K-State actively scans its network to identify computers that are unpatched, vulnerable, or infected with a computer worm or virus. If your computer is compromised, it will be blocked from accessing the network and Internet until it has been repaired and/or patched.
The IT Security website has many resources to improve computer security, including:
- Best practices
- Scams blog
K-State's free antivirus software must be installed on any computer connected to the campus network directly, via dial-in, or wireless. The software is free to all students, faculty, and staff. It can be downloaded from antivirus.k-state.edu.
eID passwords are changed every 180 days. Go to eid.k-state.edu/eProfile to see your deadline & to change your password. For help, contact the IT Help Desk.
Virtual Private Network (VPN)
Use the VPN when accessing protected, sensitive data. The VPN is more secure than an open Internet connection.
This emergency text messaging system is a service available to anyone with an active eID. To enable this service: sign in to eID.k-state.edu and follow the instructions to activate phone and text messages regarding emergencies. See the K-State Alerts website for more information.
Backing up data
It's extremely important to back up classwork and other essential data. Every semester the IT Help Desk hears about valuable data that cannot be recovered because it was stored on a lost flash drive, a computer that broke or was stolen, or disappeared when the electricity went off.
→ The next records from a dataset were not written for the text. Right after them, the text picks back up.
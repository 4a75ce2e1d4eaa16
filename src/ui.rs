//! Terminal output: spinners and colored job status.

use console::Style;
use indicatif::{ProgressBar, ProgressStyle};

use crate::job::{Job, JobStatus};

/// Spinner shown while waiting on a job.
pub struct JobProgress {
    pb: ProgressBar,
}

impl JobProgress {
    pub fn start(job: &Job) -> Self {
        let pb = ProgressBar::new_spinner();
        if let Ok(style) = ProgressStyle::default_spinner().template("{spinner:.cyan} {msg}") {
            pb.set_style(style);
        }
        pb.set_message(format!("{} {}", job.job_type(), describe_target(job)));
        pb.enable_steady_tick(std::time::Duration::from_millis(100));
        Self { pb }
    }

    pub fn finish(&self, job: &Job) {
        self.pb.finish_and_clear();
        print_job(job);
    }
}

pub fn status_style(status: JobStatus) -> Style {
    match status {
        JobStatus::Waiting => Style::new().yellow(),
        JobStatus::Running => Style::new().cyan(),
        JobStatus::Finished => Style::new().green().bold(),
        JobStatus::Failed => Style::new().red().bold(),
    }
}

fn describe_target(job: &Job) -> String {
    job.requirement()
        .map(ToString::to_string)
        .unwrap_or_else(|| "-".to_string())
}

/// One-line summary used by `list`.
pub fn job_line(job: &Job) -> String {
    format!(
        "{}  {:<9} {:<9} {}",
        job.id(),
        job.job_type(),
        status_style(job.status()).apply_to(job.status()),
        describe_target(job)
    )
}

pub fn print_job(job: &Job) {
    let process = job.process();
    println!("{}", job_line(job));
    if !process.command_line().is_empty() {
        println!("  command: {}", process.command_line());
    }
    if let Some(pid) = process.pid() {
        println!("  pid:     {pid}");
    }
    if let Some(started) = process.started_at() {
        println!("  started: {}", started.to_rfc3339());
    }
    if let Some(finished) = process.finished_at() {
        println!("  ended:   {}", finished.to_rfc3339());
    }
    if let Some(outcome) = process.recorded_outcome() {
        println!("  outcome: {outcome}");
    }
}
Keep your backup in a safe location away from your computer, to prevent both being damaged or stolen at the same time. Most important: Find what works best for you and ensure that you back up your data frequently.
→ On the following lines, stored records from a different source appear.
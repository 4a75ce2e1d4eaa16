use std::fmt;
use std::process::ExitStatus;

use serde::{Deserialize, Serialize};

/// Why a process did not succeed.
#[derive(Debug, Clone, Copy, PartialEq, Eq, Serialize, Deserialize)]
#[serde(rename_all = "snake_case")]
pub enum FailureReason {
    /// Nothing was ever launched.
    NeverStarted,
    /// The command could not be launched at all.
    SpawnError,
    /// The command ran and exited unsuccessfully (or was killed by a signal).
    NonZeroExit,
    /// The process is gone but its exit status was not observed.
    UnknownOutcome,
}

impl fmt::Display for FailureReason {
    fn fmt(&self, f: &mut fmt::Formatter<'_>) -> fmt::Result {
        match self {
            FailureReason::NeverStarted => write!(f, "never started"),
            FailureReason::SpawnError => write!(f, "spawn error"),
            FailureReason::NonZeroExit => write!(f, "non-zero exit"),
            FailureReason::UnknownOutcome => write!(f, "unknown outcome"),
        }
    }
}

/// How a process ended.
#[derive(Debug, Clone, PartialEq, Eq, Serialize, Deserialize)]
#[serde(tag = "result", rename_all = "snake_case")]
pub enum ExitOutcome {
    Success,
    Failure {
        reason: FailureReason,
        #[serde(default)]
        code: Option<i32>,
        #[serde(default)]
        message: String,
    },
}

impl ExitOutcome {
    pub fn failure(reason: FailureReason, code: Option<i32>, message: impl Into<String>) -> Self {
        ExitOutcome::Failure {
            reason,
            code,
            message: message.into(),
        }
    }

    pub fn never_started() -> Self {
        Self::failure(FailureReason::NeverStarted, None, "process was never started")
    }

    pub fn unknown(message: impl Into<String>) -> Self {
        Self::failure(FailureReason::UnknownOutcome, None, message)
    }

    pub fn from_status(status: ExitStatus) -> Self {
        if status.success() {
            return ExitOutcome::Success;
        }
        match status.code() {
            Some(code) => Self::from_code(code),
            None => Self::failure(FailureReason::NonZeroExit, None, status.to_string()),
        }
    }

    /// Outcome of a plain exit code, as recorded in a status file.
    pub fn from_code(code: i32) -> Self {
        if code == 0 {
            ExitOutcome::Success
        } else {
            Self::failure(
                FailureReason::NonZeroExit,
                Some(code),
                format!("exited with status {code}"),
            )
        }
    }

    pub fn is_success(&self) -> bool {
        matches!(self, ExitOutcome::Success)
    }

    pub fn reason(&self) -> Option<FailureReason> {
        match self {
            ExitOutcome::Success => None,
            ExitOutcome::Failure { reason, .. } => Some(*reason),
        }
    }
}

impl fmt::Display for ExitOutcome {
    fn fmt(&self, f: &mut fmt::Formatter<'_>) -> fmt::Result {
        match self {
            ExitOutcome::Success => write!(f, "success"),
            ExitOutcome::Failure {
                reason, message, ..
            } if message.is_empty() => write!(f, "failed ({reason})"),
            ExitOutcome::Failure {
                reason, message, ..
            } => write!(f, "failed ({reason}): {message}"),
        }
    }
}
- External hard drives and USB flash drives provide a lot of storage space. Optical media such as CDs and DVDs have a shelf life that may make it difficult to retrieve data several years later.
- Cloud-based storage services are available on the Internet, both free and fee-based. In addition to cost, consider security options, computer platform, server location, storage limits, maximum file size allowed, and ability to share files when choosing a service.
When selecting a backup strategy, consider:
- How much data needs to be backed up?
- How often do you want to make backups?
- What storage medium to use?
- How long will backups need to be kept?
- Where will backups be stored?
Windows XP and older versions blocked
Computers running Windows XP or older versions of Windows are blocked from accessing the K-State network. See the IT News announcement for details.